Heaven and earth are full of your glory

imagesThe glory of God might seem an odd topic for reflection during Lent. After all, we omit the Gloria at Mass, and we direct our attention to the Lord’s temptation and his passion. But the Sanctus reminds us, week by week—even during Lent—that ‘heaven and earth are full of [God’s] glory’. We don’t always recognize that glory: it is hidden. As John’s gospel tells us: ‘the Word became flesh and dwelt among us, full of grace and truth; we have beheld his glory, glory as of the only Son of the Father’ (1.14). Jesus makes God known to us; all the fullness of the Godhead was pleased to dwell—hidden—in Christ. Peter, James and John glimpsed that glory at the transfiguration of the Lord. They learned to see in Jesus, even after his brightness subsided, the radiance of divine glory. So also we learn to see the world differently as the eyes of our hearts are trained by faith: to see Christ’s presence in the Eucharist, for example; or to see his face in the faces of the poor and the marginalized.

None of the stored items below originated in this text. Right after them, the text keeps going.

//! Tag-driven backup engines for managed cloud resources.
//!
//! Every resource type gets a [`BackupEngine`] implementation that discovers
//! entities carrying a marker tag, creates snapshots for them, records
//! provenance in snapshot tags, and shares or copies those snapshots to other
//! accounts and regions. All durable state lives in the provider's catalog.

pub mod cli;
mod config;
pub mod engines;
mod error;
pub mod pagination;
pub mod providers;
mod registry;
pub mod runner;
pub mod tags;
mod types;

pub use config::{BackupMode, EngineConfig};
pub use engines::RdsBackupEngine;
pub use error::EngineError;
pub use registry::EngineRegistry;
pub use types::*;

use async_trait::async_trait;

/// Lifecycle operations every resource-type adapter provides.
#[async_trait]
pub trait BackupEngine: Send + Sync + 'static {
    /// Human readable resource label for logs and reports.
    fn get_resource_type(&self) -> &str;

    /// Stable key the engine is registered and configured under.
    fn get_engine_type(&self) -> &str;

    /// The region entities are discovered and backed up in.
    fn region(&self) -> &str;

    /// The tag namespace provenance is written under.
    fn tag_prefix(&self) -> &str;

    /// Lists every entity in the engine's region whose tags contain `marker_tag`.
    async fn get_entities_to_backup(
        &self,
        marker_tag: &str,
    ) -> Result<Vec<EntityResource>, EngineError>;

    /// Creates a backup for `request`, returning it with `backup_id` set.
    async fn backup_resource(&self, request: BackupResource)
        -> Result<BackupResource, EngineError>;

    /// Writes `backup.tags` onto the artifact in `backup.region`.
    async fn tag_backup_resource(&self, backup: &BackupResource) -> Result<(), EngineError>;

    /// Lists every backup in the engine's region marked with `{tag_prefix}:backup-marker`.
    async fn get_existing_backups(
        &self,
        tag_prefix: &str,
    ) -> Result<Vec<BackupResource>, EngineError>;

    async fn get_backup_resource(
        &self,
        region: &str,
        backup_id: &str,
    ) -> Result<BackupResource, EngineError>;

    async fn is_backup_available(&self, region: &str, backup_id: &str) -> Result<bool, EngineError>;

    async fn delete_backup(&self, backup: &BackupResource) -> Result<(), EngineError>;

    async fn share_backup_with_account(
        &self,
        region: &str,
        backup_id: &str,
        account_id: &str,
    ) -> Result<(), EngineError>;

    /// Copies a backup into `target_region` under the same id. Tags are not carried over.
    async fn copy_backup_to_region(
        &self,
        backup_id: &str,
        target_region: &str,
    ) -> Result<String, EngineError>;
}

#[cfg(test)]
mod tests;
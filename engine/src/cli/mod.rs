pub mod commands;

#[derive(clap::Subcommand, Debug)]
pub enum RdsCommands {
    /// Back up every RDS instance carrying the marker tag
    CreateBackups {
        /// Marker tag key (defaults to `{tag_prefix}:create_backup`)
        #[clap(long)]
        marker_tag: Option<String>,

        /// Backup mode override (CREATE_SNAPSHOT or COPY_AUTOMATED_SNAPSHOT)
        #[clap(long)]
        mode: Option<String>,
    },

    /// List backups managed under a tag prefix
    ListBackups {
        /// Tag prefix (defaults to the configured prefix)
        #[clap(long)]
        tag_prefix: Option<String>,
    },

    /// Show one backup reconstructed from its tags
    DescribeBackup {
        /// Snapshot identifier
        backup_id: String,

        /// Region the snapshot lives in
        #[clap(long)]
        region: Option<String>,
    },

    /// Report whether a backup is available
    BackupStatus {
        /// Snapshot identifier
        backup_id: String,

        /// Region the snapshot lives in
        #[clap(long)]
        region: Option<String>,

        /// Block until the snapshot is available
        #[clap(long)]
        wait: bool,
    },

    /// Grant restore permission on a backup to other accounts
    ShareBackup {
        /// Snapshot identifier
        backup_id: String,

        /// Account id to share with (repeatable)
        #[clap(long = "account", required = true)]
        accounts: Vec<String>,

        /// Region the snapshot lives in
        #[clap(long)]
        region: Option<String>,
    },

    /// Copy a backup into other regions and re-apply its tags there
    CopyBackup {
        /// Snapshot identifier
        backup_id: String,

        /// Destination region (repeatable)
        #[clap(long = "to", required = true)]
        regions: Vec<String>,
    },

    /// Delete a backup
    DeleteBackup {
        /// Snapshot identifier
        backup_id: String,

        /// Region the snapshot lives in
        #[clap(long)]
        region: Option<String>,
    },

    /// Share and copy every existing backup as configured
    ProcessBackups,
}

Learning to see in this way does not give way to full vision, however. The mystery of God’s presence in the world is like the mystery of the Incarnation itself. How does God become human without eliminating or overriding the human? The Old Testament reading from the third Sunday in Lent gives us a way in to contemplating the mystery: Moses encounters a bush that burns, but is not consumed. So also God’s presence with us and in us throughout creation enlivens and enlightens us, but does not consume us. Only that which is incompatible with God’s presence (that is, sin) cannot survive the coming of the Lord. The flame of God’s holiness burns in us—as in the burning bush—but all it consumes is sin.

As we sing ‘pleni sunt caeli et terra gloria tua’ (‘heaven and earth are full of your glory’), let’s remember that ‘caeli et terra’ includes us. We strive for holiness in the hope that the glory of God may one day be revealed in us as well.

why God can do that with stuff–a postscript

The day after my Corpus Christi post I was thinking about ‘stuff’. It’s not exactly a technical term, is it? But it serves an important function in the account of sacraments I was sketching there. God can do that with stuff–change it completely without making it appear as anything other than what it was before–because God is already sustaining everything that is. I realized this morning how much I owe my understanding of sacraments and sanctification to John McDade’s essay on the incarnation. He borrows Peter Geach’s phrase to describe the presence of God in the world: ‘God sustains the world as a singer sustains his song.’ Thanks also to McDade (and to his reading of Aquinas) I think about sacraments and sanctification together with the incarnation and transfiguration. God has a way with creatures that allows them to be creatures, and yet to be wholly alive only as God’s creatures.

If God is already so intimately present to us, already keeping us in being from moment to moment, it doesn’t make much sense to think of ourselves as somehow competing with God for ‘control’ of our lives. The breath of God enlivens us, makes us who we are. I am who I am because of the mysterious interaction of God’s life and the human being–body and soul–who appears and thinks and speaks in the world. God transforms me–just like the Eucharistic elements–without violence.

I thought about this all in a different way as I read the account of Transfiguration that JK Rowling gives in the first Harry Potter book. (I admit to being a decade and a half behind with this. I am a loyal citizen of Narnia, and somehow it felt like treason. Now, I have to attend to the world of Harry Potter because of my children.) Hermione remarks that she’s looking forward to Transfiguration, which she glosses as (something like) how to turn something into something else. No, I thought (I might even have said it out loud…) that’s not really what transfiguration is, at least not as I remember and celebrate it on the 6th of August. That’s not why it is my favourite of the Luminous mysteries. And it isn’t why I connect transfiguration with holiness and the sacraments. When Jesus is transfigured on the mountain, his disciples see him as Jesus. The point is not that he’s suddenly something other than what he was before; rather, his identity becomes clearer to them as a result of his being temporarily, blindingly bright. So, I think, it is with us as God transforms us into the image of Christ. Our identity in God becomes clearer, even as we remain recognisably ourselves.

I’m told that Rowling’s account of Transfiguration becomes more nuanced as the series goes on. Guess I’ll  just have to keep reading.